This is what I have for now (using polygons as advised on http://jcole.us/blog/archives/2007/11/24/on-efficiently-geo-referencing-ips-with-maxmind-geoip-and-mysql-gis/):
mysql> EXPLAIN SELECT li.*, gi.country_code FROM entity_ip AS li
-> LEFT JOIN geo_ip AS gi ON
-> MBRCONTAINS(gi.`ip_poly`, li.`ip_poly`);
+----+-------------+-------+------+---------------+------+---------+------+--------+-------+
| id | select_type | table | type | possible_keys | key | key_len | ref | rows | Extra |
+----+-------------+-------+------+---------------+------+---------+------+--------+-------+
| 1 | SIMPLE | li | ALL | NULL | NULL | NULL | NULL | 2470 | |
| 1 | SIMPLE | gi | ALL | ip_poly_index | NULL | NULL | NULL | 155183 | |
+----+-------------+-------+------+---------------+------+---------+------+--------+-------+
mysql> SELECT li.*, gi.country_code FROM entity AS li LEFT JOIN geo_ip AS gi ON MBRCONTAINS(gi.`ip_poly`, li.`ip_poly`) limit 0, 20;
20 rows in set (2.22 sec)
No polygons
mysql> explain SELECT li.*, gi.country_code FROM entity_ip AS li LEFT JOIN geo_ip AS gi ON li.`ip_num` >= gi.`ip_num_start` AND li.`ip_num` <= gi.`ip_num_end` LIMIT 0,20;
+----+-------------+-------+------+---------------------------+------+---------+------+--------+-------+
| id | select_type | table | type | possible_keys | key | key_len | ref | rows | Extra |
+----+-------------+-------+------+---------------------------+------+---------+------+--------+-------+
| 1 | SIMPLE | li | ALL | NULL | NULL | NULL | NULL | 2470 | |
| 1 | SIMPLE | gi | ALL | PRIMARY,geo_ip,geo_ip_end | NULL | NULL | NULL | 155183 | |
+----+-------------+-------+------+---------------------------+------+---------+------+--------+-------+
mysql> SELECT li.*, gi.country_code FROM entity_ip AS li LEFT JOIN geo_ip AS gi ON li.ip_num BETWEEN gi.ip_num_start AND gi.ip_num_end limit 0, 20;
20 rows in set (2.00 sec)
(On higher number of rows in the search - there is no difference)

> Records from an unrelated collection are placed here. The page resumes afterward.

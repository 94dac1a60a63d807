use std::sync::Arc;

use anyhow::Result;
use log::{debug, info, warn};
use serenity::model::application::interaction::application_command::ApplicationCommandInteraction;
use serenity::model::application::interaction::InteractionResponseType;
use serenity::model::channel::Message;
use serenity::model::id::UserId;
use serenity::prelude::Context;
use uuid::Uuid;

use crate::commands::slash::get_string_option;
use crate::features::birthdays::{BirthdayFlows, Command, Inbound};
use crate::features::rate_limiting::{RateLimiter, RATE_LIMITED_MESSAGE};

/// Turns Discord messages and slash commands into dialog events
#[derive(Clone)]
pub struct CommandHandler {
    flows: Arc<BirthdayFlows>,
    rate_limiter: Arc<RateLimiter>,
}

/// Drop a leading `<@id>` or `<@!id>` mention of the bot
pub fn strip_bot_mention(content: &str, bot_id: UserId) -> &str {
    let plain = format!("<@{}>", bot_id.0);
    let nick = format!("<@!{}>", bot_id.0);
    content
        .strip_prefix(plain.as_str())
        .or_else(|| content.strip_prefix(nick.as_str()))
        .unwrap_or(content)
        .trim()
}

impl CommandHandler {
    pub fn new(flows: Arc<BirthdayFlows>, rate_limiter: Arc<RateLimiter>) -> Self {
        CommandHandler {
            flows,
            rate_limiter,
        }
    }

    pub async fn handle_message(&self, ctx: &Context, msg: &Message) -> Result<()> {
        let request_id = Uuid::new_v4();
        let user_id = msg.author.id;
        let bot_id = ctx.cache.current_user_id();
        let is_dm = msg.guild_id.is_none();

        let replying_to_bot = msg
            .referenced_message
            .as_ref()
            .is_some_and(|referenced| referenced.author.id == bot_id);
        let mentions_bot = msg.mentions.iter().any(|user| user.id == bot_id);
        let content = strip_bot_mention(msg.content.trim(), bot_id);

        // In guilds only react to commands and messages aimed at the bot
        if !is_dm && !content.starts_with('/') && !replying_to_bot && !mentions_bot {
            debug!("[{request_id}] ℹ️ Guild message not addressed to the bot, ignoring");
            return Ok(());
        }

        info!(
            "[{}] 📥 Message received | User: {} | Channel: {} | Content: '{}'",
            request_id,
            user_id,
            msg.channel_id,
            content.chars().take(100).collect::<String>()
        );

        if !self.rate_limiter.check(user_id.0) {
            warn!("[{request_id}] 🚫 Rate limit exceeded for user: {user_id}");
            msg.channel_id.say(&ctx.http, RATE_LIMITED_MESSAGE).await?;
            return Ok(());
        }

        let reply_to = if replying_to_bot {
            msg.message_reference
                .as_ref()
                .and_then(|reference| reference.message_id)
                .map(|id| id.0)
        } else {
            None
        };

        self.flows
            .handle(Inbound::Text {
                conversation_id: msg.channel_id.0 as i64,
                reply_to,
                text: content.to_string(),
            })
            .await?;

        debug!("[{request_id}] ✅ Message processing completed");
        Ok(())
    }

    pub async fn handle_slash_command(
        &self,
        ctx: &Context,
        command: &ApplicationCommandInteraction,
    ) -> Result<()> {
        let request_id = Uuid::new_v4();
        let user_id = command.user.id;

        info!(
            "[{}] 📥 Slash command received | Command: {} | User: {} | Channel: {}",
            request_id, command.data.name, user_id, command.channel_id
        );

        if !self.rate_limiter.check(user_id.0) {
            warn!("[{request_id}] 🚫 Rate limit exceeded for user: {user_id} in slash command");
            command
                .create_interaction_response(&ctx.http, |response| {
                    response
                        .kind(InteractionResponseType::ChannelMessageWithSource)
                        .interaction_response_data(|message| {
                            message.content(RATE_LIMITED_MESSAGE).ephemeral(true)
                        })
                })
                .await?;
            return Ok(());
        }

        let name = get_string_option(&command.data.options, "name");
        let Some(parsed) = Command::from_slash(&command.data.name, name.as_deref()) else {
            warn!("[{}] ❓ Unknown slash command: {}", request_id, command.data.name);
            command
                .create_interaction_response(&ctx.http, |response| {
                    response
                        .kind(InteractionResponseType::ChannelMessageWithSource)
                        .interaction_response_data(|message| {
                            message.content("Unknown command.").ephemeral(true)
                        })
                })
                .await?;
            return Ok(());
        };

        // Echo the command so the dialog that follows has visible context
        let echo = match &name {
            Some(name) => format!("`/{} {}`", command.data.name, name),
            None => format!("`/{}`", command.data.name),
        };
        command
            .create_interaction_response(&ctx.http, |response| {
                response
                    .kind(InteractionResponseType::ChannelMessageWithSource)
                    .interaction_response_data(|message| message.content(echo))
            })
            .await?;

        self.flows
            .handle(Inbound::Command {
                conversation_id: command.channel_id.0 as i64,
                command: parsed,
            })
            .await
    }
}

#[cfg(test)]
mod tests {
    use super::*;

    #[test]
    fn test_strip_bot_mention() {
        let bot = UserId(42);
        assert_eq!(strip_bot_mention("<@42> /add Anna", bot), "/add Anna");
        assert_eq!(strip_bot_mention("<@!42>   hi", bot), "hi");
        assert_eq!(strip_bot_mention("<@7> hi", bot), "<@7> hi");
        assert_eq!(strip_bot_mention("/showall", bot), "/showall");
    }
}
//! Discord rendering of dialog keyboards and the component interaction handler
//!
//! Keyboards become button rows when they fit Discord's 5x5 button grid and
//! select menus otherwise. Every custom id carries the prompt's flow token.

use std::sync::Arc;

use anyhow::Result;
use async_trait::async_trait;
use log::{debug, info, warn};
use serenity::builder::CreateComponents;
use serenity::http::Http;
use serenity::model::application::component::ButtonStyle;
use serenity::model::application::interaction::message_component::MessageComponentInteraction;
use serenity::model::application::interaction::InteractionResponseType;
use serenity::model::id::{ChannelId, MessageId as DiscordMessageId};
use serenity::prelude::Context;
use uuid::Uuid;

use crate::features::birthdays::{
    BirthdayFlows, Choice, Delivery, FlowToken, Inbound, Keyboard, MessageId, Outbound, Transport,
};
use crate::features::rate_limiting::{RateLimiter, RATE_LIMITED_MESSAGE};

/// Custom id prefix for every birthday dialog component
pub const CUSTOM_ID_PREFIX: &str = "bday:";

const MAX_ROWS: usize = 5;
const MAX_BUTTONS_PER_ROW: usize = 5;
const MAX_SELECT_OPTIONS: usize = 25;
const MAX_PLACEHOLDER_LEN: usize = 150;

/// Appended to prompts that expect a typed answer
const REPLY_HINT: &str = "\n*Reply to this message with your answer.*";

pub fn button_custom_id(token: FlowToken, value: &str) -> String {
    format!("{CUSTOM_ID_PREFIX}{}:{value}", token.simple())
}

pub fn select_custom_id(token: FlowToken, index: usize) -> String {
    format!("{CUSTOM_ID_PREFIX}{}#{index}", token.simple())
}

/// Split a custom id into its token and, for buttons, the chosen value.
/// Select menus return `None` for the value; it arrives in the interaction data.
pub fn parse_custom_id(custom_id: &str) -> Option<(FlowToken, Option<String>)> {
    let rest = custom_id.strip_prefix(CUSTOM_ID_PREFIX)?;
    if let Some((token, value)) = rest.split_once(':') {
        return Some((Uuid::parse_str(token).ok()?, Some(value.to_string())));
    }
    let token = rest.split('#').next()?;
    Some((Uuid::parse_str(token).ok()?, None))
}

fn fits_buttons(keyboard: &Keyboard) -> bool {
    keyboard.rows.len() <= MAX_ROWS
        && keyboard
            .rows
            .iter()
            .all(|row| row.len() <= MAX_BUTTONS_PER_ROW)
}

fn button_label(choice: &Choice) -> String {
    if choice.is_blank() {
        "·".to_string()
    } else {
        choice.label.clone()
    }
}

/// Menu placeholder naming the first and last option, cut to Discord's limit
fn menu_placeholder(chunk: &[&Choice]) -> String {
    let placeholder = match (chunk.first(), chunk.last()) {
        (Some(first), Some(last)) if first != last => format!("{} - {}", first.label, last.label),
        (Some(only), _) => only.label.clone(),
        _ => "Choose".to_string(),
    };
    if placeholder.chars().count() <= MAX_PLACEHOLDER_LEN {
        return placeholder;
    }
    let mut cut: String = placeholder.chars().take(MAX_PLACEHOLDER_LEN - 1).collect();
    cut.push('…');
    cut
}

/// Render a keyboard as Discord components
pub fn render_keyboard(keyboard: &Keyboard) -> CreateComponents {
    let mut components = CreateComponents::default();

    if fits_buttons(keyboard) {
        for row in &keyboard.rows {
            components.create_action_row(|action_row| {
                for choice in row {
                    action_row.create_button(|button| {
                        button
                            .custom_id(button_custom_id(keyboard.token, &choice.value))
                            .label(button_label(choice))
                            .style(ButtonStyle::Secondary)
                            .disabled(choice.is_blank())
                    });
                }
                action_row
            });
        }
        return components;
    }

    let options: Vec<&Choice> = keyboard.choices().filter(|c| !c.is_blank()).collect();
    let menus = options.chunks(MAX_SELECT_OPTIONS).take(MAX_ROWS);
    if options.len() > MAX_SELECT_OPTIONS * MAX_ROWS {
        warn!(
            "⚠️ Keyboard with {} choices truncated to {}",
            options.len(),
            MAX_SELECT_OPTIONS * MAX_ROWS
        );
    }

    for (index, chunk) in menus.enumerate() {
        let placeholder = menu_placeholder(chunk);
        components.create_action_row(|action_row| {
            action_row.create_select_menu(|menu| {
                menu.custom_id(select_custom_id(keyboard.token, index))
                    .placeholder(placeholder)
                    .options(|menu_options| {
                        for choice in chunk {
                            menu_options.create_option(|option| {
                                option.label(&choice.label).value(&choice.value)
                            });
                        }
                        menu_options
                    })
            })
        });
    }
    components
}

/// Text as shown on Discord
pub fn render_text(message: &Outbound) -> String {
    if message.expects_reply {
        format!("{}{REPLY_HINT}", message.text)
    } else {
        message.text.clone()
    }
}

/// Sends dialog messages to Discord channels
pub struct DiscordTransport {
    http: Arc<Http>,
}

impl DiscordTransport {
    pub fn new(http: Arc<Http>) -> Self {
        Self { http }
    }
}

#[async_trait]
impl Transport for DiscordTransport {
    async fn deliver(&self, message: Outbound) -> Result<MessageId> {
        let channel = ChannelId(message.conversation_id as u64);
        let text = render_text(&message);
        let components = message.keyboard.as_ref().map(render_keyboard);

        let sent = match message.delivery {
            Delivery::New => {
                channel
                    .send_message(&self.http, |m| {
                        m.content(&text);
                        if let Some(components) = components {
                            m.set_components(components);
                        }
                        m
                    })
                    .await?
            }
            Delivery::Replace(id) => {
                channel
                    .edit_message(&self.http, DiscordMessageId(id), |m| {
                        m.content(&text)
                            .set_components(components.unwrap_or_default())
                    })
                    .await?
            }
        };
        debug!("📤 [{}] Delivered message {}", message.conversation_id, sent.id);
        Ok(sent.id.0)
    }
}

/// Handler for all message component interactions
pub struct MessageComponentHandler {
    flows: Arc<BirthdayFlows>,
    rate_limiter: Arc<RateLimiter>,
}

impl MessageComponentHandler {
    pub fn new(flows: Arc<BirthdayFlows>, rate_limiter: Arc<RateLimiter>) -> Self {
        Self { flows, rate_limiter }
    }

    /// Acknowledge the press and feed it to the dialog flows
    pub async fn handle_component_interaction(
        &self,
        ctx: &Context,
        interaction: &MessageComponentInteraction,
    ) -> Result<()> {
        let custom_id = &interaction.data.custom_id;
        let conversation_id = interaction.channel_id.0 as i64;
        let user_id = interaction.user.id.0;

        info!("Processing component interaction: {custom_id} from user: {user_id}");

        let Some((token, value)) = parse_custom_id(custom_id) else {
            interaction
                .create_interaction_response(&ctx.http, |response| {
                    response
                        .kind(InteractionResponseType::ChannelMessageWithSource)
                        .interaction_response_data(|message| {
                            message.content("Unknown component interaction.")
                        })
                })
                .await?;
            return Ok(());
        };

        if !self.rate_limiter.check(user_id) {
            warn!("🚫 Rate limit exceeded for user: {user_id}");
            interaction
                .create_interaction_response(&ctx.http, |response| {
                    response
                        .kind(InteractionResponseType::ChannelMessageWithSource)
                        .interaction_response_data(|message| {
                            message.content(RATE_LIMITED_MESSAGE).ephemeral(true)
                        })
                })
                .await?;
            return Ok(());
        }

        interaction
            .create_interaction_response(&ctx.http, |response| {
                response.kind(InteractionResponseType::DeferredUpdateMessage)
            })
            .await?;

        let Some(choice) = value.or_else(|| interaction.data.values.first().cloned()) else {
            debug!("🔍 [{conversation_id}] Component {custom_id} carried no value");
            return Ok(());
        };

        self.flows
            .handle(Inbound::Callback {
                conversation_id,
                message_id: interaction.message.id.0,
                token,
                choice,
            })
            .await
    }
}
//! Message splitting for the transport's content limit
//!
//! Search results for a busy conversation can outgrow a single Discord message,
//! so long replies are split on line boundaries before delivery.

/// Discord message content limit
pub const MESSAGE_LIMIT: usize = 2000;

/// Split text into pieces of at most `max_size` bytes (UTF-8 safe, line-aware)
///
/// Lines are kept whole whenever they fit; a single line longer than the limit
/// is cut on character boundaries.
pub fn chunk_text(text: &str, max_size: usize) -> Vec<String> {
    if text.len() <= max_size {
        return vec![text.to_string()];
    }

    let mut chunks = Vec::new();
    let mut current = String::new();

    for line in text.lines() {
        // +1 for the newline that joins it to the previous line
        let needed = if current.is_empty() { line.len() } else { line.len() + 1 };
        if current.len() + needed > max_size && !current.is_empty() {
            chunks.push(std::mem::take(&mut current));
        }

        if line.len() > max_size {
            let mut pieces = split_line(line, max_size);
            if let Some(last) = pieces.pop() {
                chunks.extend(pieces);
                current = last;
            }
            continue;
        }

        if !current.is_empty() {
            current.push('\n');
        }
        current.push_str(line);
    }

    if !current.is_empty() {
        chunks.push(current);
    }
    chunks
}

fn split_line(line: &str, max_size: usize) -> Vec<String> {
    let mut pieces = Vec::new();
    let mut current = String::new();

    for ch in line.chars() {
        if current.len() + ch.len_utf8() > max_size && !current.is_empty() {
            pieces.push(std::mem::take(&mut current));
        }
        current.push(ch);
    }
    if !current.is_empty() {
        pieces.push(current);
    }
    pieces
}

/// Chunk text for message content (2000 byte limit)
pub fn chunk_for_message(text: &str) -> Vec<String> {
    chunk_text(text, MESSAGE_LIMIT)
}
//! Record store contract
//!
//! Lookups distinguish three outcomes: `Ok(Some(_))` found, `Ok(None)` not
//! found, `Err(_)` the store failed. Keyed mutations report whether a row was
//! affected instead of failing when the key is missing.

use async_trait::async_trait;

use crate::core::StoreError;

use super::model::{Birthday, ConversationId};
use super::query::Filter;

#[async_trait]
pub trait BirthdayStore: Send + Sync {
    /// Persist a new record. Fails with `DuplicateKey` if the name is taken in that conversation.
    async fn create(&self, birthday: &Birthday) -> Result<(), StoreError>;

    async fn find_by_name(
        &self,
        conversation_id: ConversationId,
        name: &str,
    ) -> Result<Option<Birthday>, StoreError>;

    /// Every record on this day of the year, across all conversations. Unordered.
    async fn find_on_calendar_day(&self, day: u32, month: u32) -> Result<Vec<Birthday>, StoreError>;

    /// Records of one conversation matching `filter`, ordered by (month, day)
    async fn search(
        &self,
        conversation_id: ConversationId,
        filter: &Filter,
    ) -> Result<Vec<Birthday>, StoreError>;

    async fn rename(
        &self,
        conversation_id: ConversationId,
        old_name: &str,
        new_name: &str,
    ) -> Result<bool, StoreError>;

    async fn reschedule(
        &self,
        conversation_id: ConversationId,
        name: &str,
        day: u32,
        month: u32,
    ) -> Result<bool, StoreError>;

    async fn delete(&self, conversation_id: ConversationId, name: &str) -> Result<bool, StoreError>;
}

Currently I cannot get any faster performance from these queries as 0.1 seconds per IP is way too slow for me.
Is there any way to make it faster?
This approach has some scalability issues (should you choose to move to, say, city-specific geoip data), but for the given size of data, it will provide considerable optimization.
The problem you are facing is effectively that MySQL does not optimize range-based queries very well. Ideally you want to do an exact ("=") look-up on an index rather than "greater than", so we'll need to build an index like that from the data you have available. This way MySQL will have much fewer rows to evaluate while looking for a match.
To do this, I suggest that you create a look-up table that indexes the geolocation table based on the first octet (=1 from 1.2.3.4) of the IP addresses. The idea is that for each look-up you have to do, you can ignore all geolocation IPs which do not begin with the same octet than the IP you are looking for.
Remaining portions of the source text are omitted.